Digital collage of Regina Stargazer using Repix and Sketchbook Pro
A couple of weeks ago I went to a Dr. Sketchy NNJ drawing session at the Art Garage in Montclair, New Jersey. Regina Stargazer took some wonderful poses and had two beautiful Belly Dancer costumes. I was able to take some pictures with my iPad at the session and decided to use the newly updated Repix app to modify them.
The neat thing about the Repix app is that you can “draw” on the various filters, as opposed to apps where the filter is applied to the entire image. You have more control over where and how much of the filter is on the image. There are different effects, such as Magic Dust, Daubs, Drips and Scratches. There are also a variety of frames and filters to further modify the photo.
This is the original iPad photo without filters
This is a screenshot of Repix showing the different “pens” at the bottom with Magic Dust on her fan
The Repix version before adding Picgrunger and adding collage elements in Sketchbook Pro
You can add some very interesting textures to your photos with this app. But remember, the filters are a little like adding spices to foods. A little bit goes a long way and you don’t want to overpower the image with too much of a good thing.
I created a digital portrait of Tammy for the Flickr group Julia Kay’s Portrait Party. I started the portrait using the Inkpad App. I wanted to give the portrait a unique texture so I used the Percolator app and used the “napkin” texture. In order to remove some of the circles in the portrait I imported the images into Sketchbook Pro and used the eraser tool.

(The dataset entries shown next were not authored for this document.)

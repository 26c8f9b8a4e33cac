//! SPIR-V frontend for Spinel.
//!
//! Reads a SPIR-V module with [naga](https://crates.io/crates/naga)'s SPIR-V
//! frontend, validates it, picks one entry point and lowers naga's
//! structured IR into a Spinel [`Shader`].

mod lower;

use spinel_ir::{Shader, Stage};

/// Client environment the module was compiled for.
#[derive(Clone, Copy, Debug, Default, PartialEq, Eq, Hash)]
pub enum TargetEnv {
    #[default]
    Vulkan,
    /// GL semantics for builtins such as `BaseVertex`.
    OpenGl,
    /// Kernels; not accepted by this frontend.
    OpenCl,
}

/// Severity of a frontend diagnostic.
#[derive(Clone, Copy, Debug, PartialEq, Eq, PartialOrd, Ord, Hash)]
pub enum DebugLevel {
    Info,
    Warning,
    Error,
}

/// Receives diagnostics while a module is parsed.
///
/// `offset` is the byte offset in the SPIR-V binary the message refers to,
/// or 0 when it is not tied to a position.
pub trait DebugSink {
    fn message(&self, level: DebugLevel, offset: usize, message: &str);
}

/// Forwards diagnostics to the `log` facade.
#[derive(Clone, Copy, Debug, Default)]
pub struct LogSink;

impl DebugSink for LogSink {
    fn message(&self, level: DebugLevel, offset: usize, message: &str) {
        match level {
            DebugLevel::Info => log::info!("spirv@{offset}: {message}"),
            DebugLevel::Warning => log::warn!("spirv@{offset}: {message}"),
            DebugLevel::Error => log::error!("spirv@{offset}: {message}"),
        }
    }
}

/// Which entry point to lower, and how.
#[derive(Clone, Copy)]
pub struct ParseOptions<'a> {
    /// Only consider entry points of this stage.
    pub stage: Option<Stage>,
    /// Only consider entry points with this name.
    pub entry_point: Option<&'a str>,
    pub target_env: TargetEnv,
    pub debug_sink: &'a dyn DebugSink,
}

impl Default for ParseOptions<'_> {
    fn default() -> Self {
        Self {
            stage: None,
            entry_point: None,
            target_env: TargetEnv::default(),
            debug_sink: &LogSink,
        }
    }
}

#[derive(Debug, thiserror::Error)]
pub enum ParseError {
    #[error(transparent)]
    Read(#[from] naga::front::spv::Error),
    #[error("invalid module: {0}")]
    Validation(Box<naga::WithSpan<naga::valid::ValidationError>>),
    #[error("no entry point matches{}", describe_filter(.stage, .name))]
    NoEntryPoint {
        stage: Option<Stage>,
        name: Option<String>,
    },
    #[error("several entry points match: {}", .candidates.join(", "))]
    AmbiguousEntryPoint { candidates: Vec<String> },
    #[error("unsupported: {0}")]
    Unsupported(String),
    #[error("lowering: {0}")]
    Lowering(String),
}

fn describe_filter(stage: &Option<Stage>, name: &Option<String>) -> String {
    match (stage, name) {
        (None, None) => String::new(),
        (Some(stage), None) => format!(" stage {stage}"),
        (None, Some(name)) => format!(" `{name}`"),
        (Some(stage), Some(name)) => format!(" `{name}` for stage {stage}"),
    }
}

/// Parse a SPIR-V binary into the IR of one of its entry points.
///
/// The entry point is chosen by [`ParseOptions::entry_point`] and
/// [`ParseOptions::stage`]; exactly one must match.
pub fn parse(spirv: &[u8], options: &ParseOptions<'_>) -> Result<Shader, ParseError> {
    let sink = options.debug_sink;
    if options.target_env == TargetEnv::OpenCl {
        let err = ParseError::Unsupported("OpenCL kernels".into());
        sink.message(DebugLevel::Error, 0, &err.to_string());
        return Err(err);
    }

    let frontend = naga::front::spv::Options {
        adjust_coordinate_space: false,
        ..Default::default()
    };
    let module = naga::front::spv::parse_u8_slice(spirv, &frontend).inspect_err(|err| {
        sink.message(DebugLevel::Error, 0, &err.to_string());
    })?;

    let mut validator = naga::valid::Validator::new(
        naga::valid::ValidationFlags::all(),
        naga::valid::Capabilities::all(),
    );
    if let Err(err) = validator.validate(&module) {
        sink.message(DebugLevel::Error, 0, &err.to_string());
        return Err(ParseError::Validation(Box::new(err)));
    }

    let entry = select_entry_point(&module, options)?;
    let ep = &module.entry_points[entry];
    sink.message(
        DebugLevel::Info,
        0,
        &format!("lowering entry point `{}`", ep.name),
    );
    lower::lower_entry_point(&module, ep, options)
}

pub(crate) fn stage_of(stage: naga::ShaderStage) -> Option<Stage> {
    match stage {
        naga::ShaderStage::Vertex => Some(Stage::Vertex),
        naga::ShaderStage::Fragment => Some(Stage::Fragment),
        naga::ShaderStage::Compute => Some(Stage::Compute),
        #[allow(unreachable_patterns)]
        _ => None,
    }
}

fn select_entry_point(module: &naga::Module, options: &ParseOptions<'_>) -> Result<usize, ParseError> {
    let matches: Vec<usize> = module
        .entry_points
        .iter()
        .enumerate()
        .filter(|(_, ep)| options.entry_point.is_none_or(|name| ep.name == name))
        .filter(|(_, ep)| {
            options
                .stage
                .is_none_or(|stage| stage_of(ep.stage) == Some(stage))
        })
        .map(|(i, _)| i)
        .collect();

    match *matches.as_slice() {
        [entry] => Ok(entry),
        [] => Err(ParseError::NoEntryPoint {
            stage: options.stage,
            name: options.entry_point.map(str::to_owned),
        }),
        _ => Err(ParseError::AmbiguousEntryPoint {
            candidates: matches
                .iter()
                .map(|&i| {
                    let ep = &module.entry_points[i];
                    format!("{} ({:?})", ep.name, ep.stage)
                })
                .collect(),
        }),
    }
}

The original Inkpad drawing
The Inkpad drawing as imported into Percolator
A screenshot of Sketchbook Pro showing the layers and erased portions
This is another digital collage using 123D Sculpt and Sketchbook Pro on my iPad mini. I used a Retromatic photo on the owl shape in 123D Sculpt and imported several different views into Sketchbook Pro. 123D sculpt is a very tactile app and its a lot of fun to use even if you have no experience working in three dimensions. Here are three different views of the owl with a blank background:
I started experimenting with the 123D Sculpt on my iPad Mini recently. One feature that I really like is the ability to give the sculpture a “skin” using artwork from your photo albums. In this picture I used an Inkpad/Retromatic portrait mashup and applied it directly to the head and owl sculptures. I took a photo of the two sculptures with an invisible background. I imported those two images into Sketchbook Pro using the layers feature. I also imported Hipstamatic iphotos of the rose, the two head vases and the magnetic poem. I used the erasure tool to cut out the various collage elements. The great thing about the layers feature in Sketchbook Pro us that you can move layers around and vary their transparency.

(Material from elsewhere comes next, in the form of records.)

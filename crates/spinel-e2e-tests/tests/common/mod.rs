use spinel_ir::{IntrinsicOp, Shader, Stage};
use spinel_lower::{LoweringResult, RuntimeConf};
use spinel_parser::ParseOptions;

/// Reads a WGSL file from the crate's `shaders/` directory.
#[allow(dead_code)]
pub fn load_shader(name: &str) -> String {
    let path = std::path::Path::new(env!("CARGO_MANIFEST_DIR"))
        .join("shaders")
        .join(name);
    std::fs::read_to_string(&path)
        .unwrap_or_else(|e| panic!("failed to read {}: {e}", path.display()))
}

/// Compiles WGSL source to a little-endian SPIR-V binary with naga.
#[allow(dead_code)]
pub fn spirv_from_wgsl(source: &str) -> Vec<u8> {
    let module = naga::front::wgsl::parse_str(source).expect("WGSL parse failed");
    let info = naga::valid::Validator::new(
        naga::valid::ValidationFlags::all(),
        naga::valid::Capabilities::all(),
    )
    .validate(&module)
    .expect("WGSL validation failed");
    let words =
        naga::back::spv::write_vec(&module, &info, &naga::back::spv::Options::default(), None)
            .expect("SPIR-V output failed");
    words.iter().flat_map(|w| w.to_le_bytes()).collect()
}

/// Parses the single entry point of `stage` in `source`.
#[allow(dead_code)]
pub fn parse_stage(source: &str, stage: Stage) -> Shader {
    let options = ParseOptions {
        stage: Some(stage),
        ..ParseOptions::default()
    };
    spinel_parser::parse(&spirv_from_wgsl(source), &options)
        .unwrap_or_else(|e| panic!("{stage} entry point failed to parse: {e}"))
}

/// Parses, optimizes and lowers the entry point of `stage` in `source`.
#[allow(dead_code)]
pub fn compile(source: &str, stage: Stage, conf: &RuntimeConf) -> (Shader, LoweringResult) {
    let mut shader = parse_stage(source, stage);
    spinel_opt::optimize(&mut shader);
    let result = spinel_lower::lower_shader(&mut shader, conf);
    (shader, result)
}

/// Every intrinsic left in any function of the shader.
#[allow(dead_code)]
pub fn intrinsic_ops(shader: &Shader) -> Vec<IntrinsicOp> {
    shader
        .functions
        .iter()
        .flat_map(|(_, func)| func.instrs.iter())
        .filter_map(|(_, instr)| instr.kind.as_intrinsic().map(|i| i.op()))
        .collect()
}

A screenshot of Sketchbook Pro with the layers open
Photo of head sculpture with transparent background
Owl sculpture with transparent background
Inkpad and Retromatic portrait
Apps used in collage: Inkpad, Retromatic, Hipstamatic, 123D Sculpt and Sketchbook Pro
I discovered an image of Nyah from Devil Girl from Mars randomly on Pinterest a while back. Finding obscure images and characters is one of my favorite aspects of Pinterest and Tumblr.
The description of Devil Girl From Mars on Wikipedia is as follows:
Nyah, a sexy, commanding female alien dressed in black vinyl, is headed for London. She is part of the advanced team that is looking for men to replace the dying male population on their planet. However, because of damage to her spaceship caused by entering Earth’s atmosphere, she is forced to land in the remote Scottish moors. She is armed with a raygun that can paralyze or kill, and has a menacing robot.
For this portrait I used Inkpad, Wordfoto, PicGrunger and put them all together using Sketchbook Pro. I wanted to give it the look of an aged movie poster.
This is a second portrait of Hettie for Julia Kay’s Portrait Party. In this version I used Inkpad, PicGrunger and Sketchbook Pro. The butterflies are a “brush” in Sketchbook Pro which I’ve always wanted to use but they never really seemed to fit in other pictures. I first imported the Inkpad drawing into Sketchbook Pro and added the texture using PicGrunger. Next I created a top layer just for the butterflies so that I could easily add or subtract them as I went along.
Screenshot of Sketchbook Pro brush menu
A couple of weeks ago I was commissioned to create a portrait of Adora for the Adorable Tumblr featuring over 300 pieces of artwork based on photos and a Wish List of different ideas artists can work from. For my portrait I used Percolator, Wordfoto and Sketchbook Pro on my iPad.
This is such a wonderful project and I am really enjoying seeing all the imaginative art that is on the site. The artists are from all around the world and there is a wide variety of styles and materials used. I’m really looking forward to seeing this project as it progresses.